START Excerpted data

//! Connection-oriented end-to-end scenarios: echo, graceful shutdown,
//! abort, partial reads and peek.

use sctp_socketapi as sctp;

use sctp::api::types::{Linger, SocketOption};
use sctp::{SctpEventSubscribe, SocketAddress, MSG_EOR, MSG_NOTIFICATION, MSG_PEEK};

use std::thread;
use std::time::Duration;

fn init() {
    let _ = env_logger::builder().is_test(true).try_init();
}

fn stream_socket() -> i32 {
    sctp::socket(libc::AF_INET, libc::SOCK_STREAM, libc::IPPROTO_SCTP).expect("socket")
}

/// Binds to 127.0.0.1 with an ephemeral port and returns (fd, port).
fn bound_server() -> (i32, u16) {
    let fd = stream_socket();
    let local = SocketAddress::parse("127.0.0.1", 0).unwrap();
    sctp::bind(fd, &local).expect("bind");
    let port = sctp::getsockname(fd).expect("getsockname").port();
    assert_ne!(port, 0, "bound port must be known");
    (fd, port)
}

#[test]
fn test_echo_connection_oriented() {
    init();
    let (server, port) = bound_server();
    sctp::listen(server, 10).expect("listen");

    let client_side = thread::spawn(move || {
        let client = stream_socket();
        let remote = SocketAddress::parse("127.0.0.1", port).unwrap();
        sctp::connect(client, &remote).expect("connect");
        let sent = sctp::send(client, b"Hello", 0).expect("send");
        assert_eq!(sent, 5);
        let mut buf = [0u8; 64];
        let got = sctp::recv(client, &mut buf, 0).expect("recv");
        assert_eq!(&buf[..got], b"Hello", "echo must match");
        sctp::close(client).expect("close");
    });

    let (connection, peers) = sctp::accept(server).expect("accept");
    assert!(!peers.is_empty(), "accept must report the peer address");
    assert_ne!(peers[0].port(), 0);

    let mut buf = [0u8; 64];
    let got = sctp::recv(connection, &mut buf, 0).expect("server recv");
    assert_eq!(&buf[..got], b"Hello");
    let sent = sctp::send(connection, &buf[..got], 0).expect("server send");
    assert_eq!(sent, 5);

    client_side.join().unwrap();
    sctp::close(connection).expect("close connection");
    sctp::close(server).expect("close server");
}

#[test]
fn test_graceful_shutdown_drains_then_eof() {
    init();
    let (server, port) = bound_server();
    sctp::listen(server, 10).expect("listen");

    let client_side = thread::spawn(move || {
        let client = stream_socket();
        let remote = SocketAddress::parse("127.0.0.1", port).unwrap();
        sctp::connect(client, &remote).expect("connect");
        for i in 0..100u32 {
            let message = format!("message {i}");
            sctp::send(client, message.as_bytes(), 0).expect("send");
        }
        sctp::shutdown(client, libc::SHUT_WR).expect("shutdown");
        // Leave the descriptor open long enough for the handshake.
        thread::sleep(Duration::from_millis(500));
        sctp::close(client).expect("close");
    });

    let (connection, _) = sctp::accept(server).expect("accept");
    let mut buf = [0u8; 256];
    for i in 0..100u32 {
        let got = sctp::recv(connection, &mut buf, 0).expect("recv");
        assert_eq!(
            std::str::from_utf8(&buf[..got]).unwrap(),
            format!("message {i}"),
            "messages must arrive in order"
        );
    }
    let got = sctp::recv(connection, &mut buf, 0).expect("recv at end");
    assert_eq!(got, 0, "shutdown drains the queue, then reads return EOF");

    client_side.join().unwrap();
    sctp::close(connection).expect("close");
    sctp::close(server).expect("close");
}

#[test]
fn test_shutdown_event_notification_when_subscribed() {
    init();
    let (server, port) = bound_server();
    sctp::listen(server, 10).expect("listen");

    let client_side = thread::spawn(move || {
        let client = stream_socket();
        let remote = SocketAddress::parse("127.0.0.1", port).unwrap();
        sctp::connect(client, &remote).expect("connect");
        sctp::send(client, b"bye", 0).expect("send");
        // Give the receiver time to subscribe before the shutdown event is
        // generated; the mask is evaluated at enqueue time.
        thread::sleep(Duration::from_millis(300));
        sctp::shutdown(client, libc::SHUT_WR).expect("shutdown");
        thread::sleep(Duration::from_millis(500));
        sctp::close(client).expect("close");
    });

    let (connection, _) = sctp::accept(server).expect("accept");
    let events = SctpEventSubscribe {
        shutdown_event: true,
        ..SctpEventSubscribe::default()
    };
    sctp::setsockopt(connection, SocketOption::SctpEvents(events)).expect("subscribe");

    let mut buf = [0u8; 256];
    let (got, _, _, flags) = sctp::sctp_recvmsg(connection, &mut buf, 0).expect("data");
    assert_eq!(&buf[..got], b"bye");
    assert_eq!(flags & MSG_NOTIFICATION, 0);

    let (_, _, _, flags) = sctp::sctp_recvmsg(connection, &mut buf, 0).expect("notification");
    assert_ne!(
        flags & MSG_NOTIFICATION,
        0,
        "subscribed shutdown event arrives as a notification"
    );

    let got = sctp::recv(connection, &mut buf, 0).expect("eof");
    assert_eq!(got, 0);

    client_side.join().unwrap();
    sctp::close(connection).expect("close");
    sctp::close(server).expect("close");
}

#[test]
fn test_abort_yields_connection_aborted() {
    init();
    let (server, port) = bound_server();
    sctp::listen(server, 10).expect("listen");

    let client_side = thread::spawn(move || {
        let client = stream_socket();
        let remote = SocketAddress::parse("127.0.0.1", port).unwrap();
        sctp::connect(client, &remote).expect("connect");
        sctp::send(client, b"only one", 0).expect("send");
        thread::sleep(Duration::from_millis(300));
        // Zero linger: close aborts instead of shutting down.
        let linger = Linger {
            onoff: true,
            seconds: 0,
        };
        sctp::setsockopt(client, SocketOption::Linger(linger)).expect("linger");
        sctp::close(client).expect("close");
    });

    let (connection, _) = sctp::accept(server).expect("accept");
    let mut buf = [0u8; 64];
    let got = sctp::recv(connection, &mut buf, 0).expect("first recv");
    assert_eq!(&buf[..got], b"only one");

    let err = sctp::recv(connection, &mut buf, 0).expect_err("second recv must fail");
    assert_eq!(err, sctp::Error::ErrConnectionAborted);
    assert_eq!(err.errno(), libc::ECONNABORTED);

    client_side.join().unwrap();
    sctp::close(connection).expect("close");
    sctp::close(server).expect("close");
}

#[test]
fn test_partial_receive_and_message_boundary() {
    init();
    let (server, port) = bound_server();
    sctp::listen(server, 10).expect("listen");

    let client_side = thread::spawn(move || {
        let client = stream_socket();
        let remote = SocketAddress::parse("127.0.0.1", port).unwrap();
        sctp::connect(client, &remote).expect("connect");
        let message = vec![0x42u8; 10000];
        sctp::send(client, &message, 0).expect("send");
        thread::sleep(Duration::from_millis(500));
        sctp::close(client).expect("close");
    });

    let (connection, _) = sctp::accept(server).expect("accept");
    let mut buf = [0u8; 4096];

    let (got, _, _, flags) = sctp::sctp_recvmsg(connection, &mut buf, 0).expect("read 1");
    assert_eq!(got, 4096);
    assert_eq!(flags & MSG_EOR, 0, "message continues");

    let (got, _, _, flags) = sctp::sctp_recvmsg(connection, &mut buf, 0).expect("read 2");
    assert_eq!(got, 4096);
    assert_eq!(flags & MSG_EOR, 0, "message still continues");

    let (got, _, _, flags) = sctp::sctp_recvmsg(connection, &mut buf, 0).expect("read 3");
    assert_eq!(got, 1808);
    assert_ne!(flags & MSG_EOR, 0, "end of message");

    client_side.join().unwrap();
    sctp::close(connection).expect("close");
    sctp::close(server).expect("close");
}

#[test]
fn test_peek_matches_following_read() {
    init();
    let (server, port) = bound_server();
    sctp::listen(server, 10).expect("listen");

    let client_side = thread::spawn(move || {
        let client = stream_socket();
        let remote = SocketAddress::parse("127.0.0.1", port).unwrap();
        sctp::connect(client, &remote).expect("connect");
        sctp::send(client, b"peekaboo", 0).expect("send");
        thread::sleep(Duration::from_millis(500));
        sctp::close(client).expect("close");
    });

    let (connection, _) = sctp::accept(server).expect("accept");
    let mut peeked = [0u8; 64];
    let n1 = sctp::recv(connection, &mut peeked, MSG_PEEK).expect("peek");
    let mut read = [0u8; 64];
    let n2 = sctp::recv(connection, &mut read, 0).expect("read");
    assert_eq!(n1, n2);
    assert_eq!(&peeked[..n1], &read[..n2], "peek must not consume");

    client_side.join().unwrap();
    sctp::close(connection).expect("close");
    sctp::close(server).expect("close");
}

#[test]
fn test_send_on_closed_descriptor_fails() {
    init();
    let fd = stream_socket();
    sctp::close(fd).expect("close");
    let err = sctp::send(fd, b"x", 0).expect_err("send after close");
    assert_eq!(err, sctp::Error::ErrBadDescriptor);
    assert_eq!(err.errno(), libc::EBADF);
}

#[test]
fn test_connect_to_nobody_fails() {
    init();
    let client = stream_socket();
    // Shrink the init timeout so the failure is quick.
    let initmsg = sctp::SctpInitMsg {
        max_attempts: 2,
        max_init_timeo: 50,
        ..sctp::SctpInitMsg::default()
    };
    sctp::setsockopt(client, SocketOption::SctpInitMsg(initmsg)).expect("initmsg");
    let remote = SocketAddress::parse("127.0.0.1", 9).unwrap();
    let err = sctp::connect(client, &remote).expect_err("nobody listens on port 9");
    assert_eq!(err, sctp::Error::ErrIo);
    sctp::close(client).expect("close");
}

END Excerpted data

Directions. Go through the material above and copy each line that has the word "SctpInitMsg".

Solution to this task.
    let initmsg = sctp::SctpInitMsg {
        ..sctp::SctpInitMsg::default()
    sctp::setsockopt(client, SocketOption::SctpInitMsg(initmsg)).expect("initmsg");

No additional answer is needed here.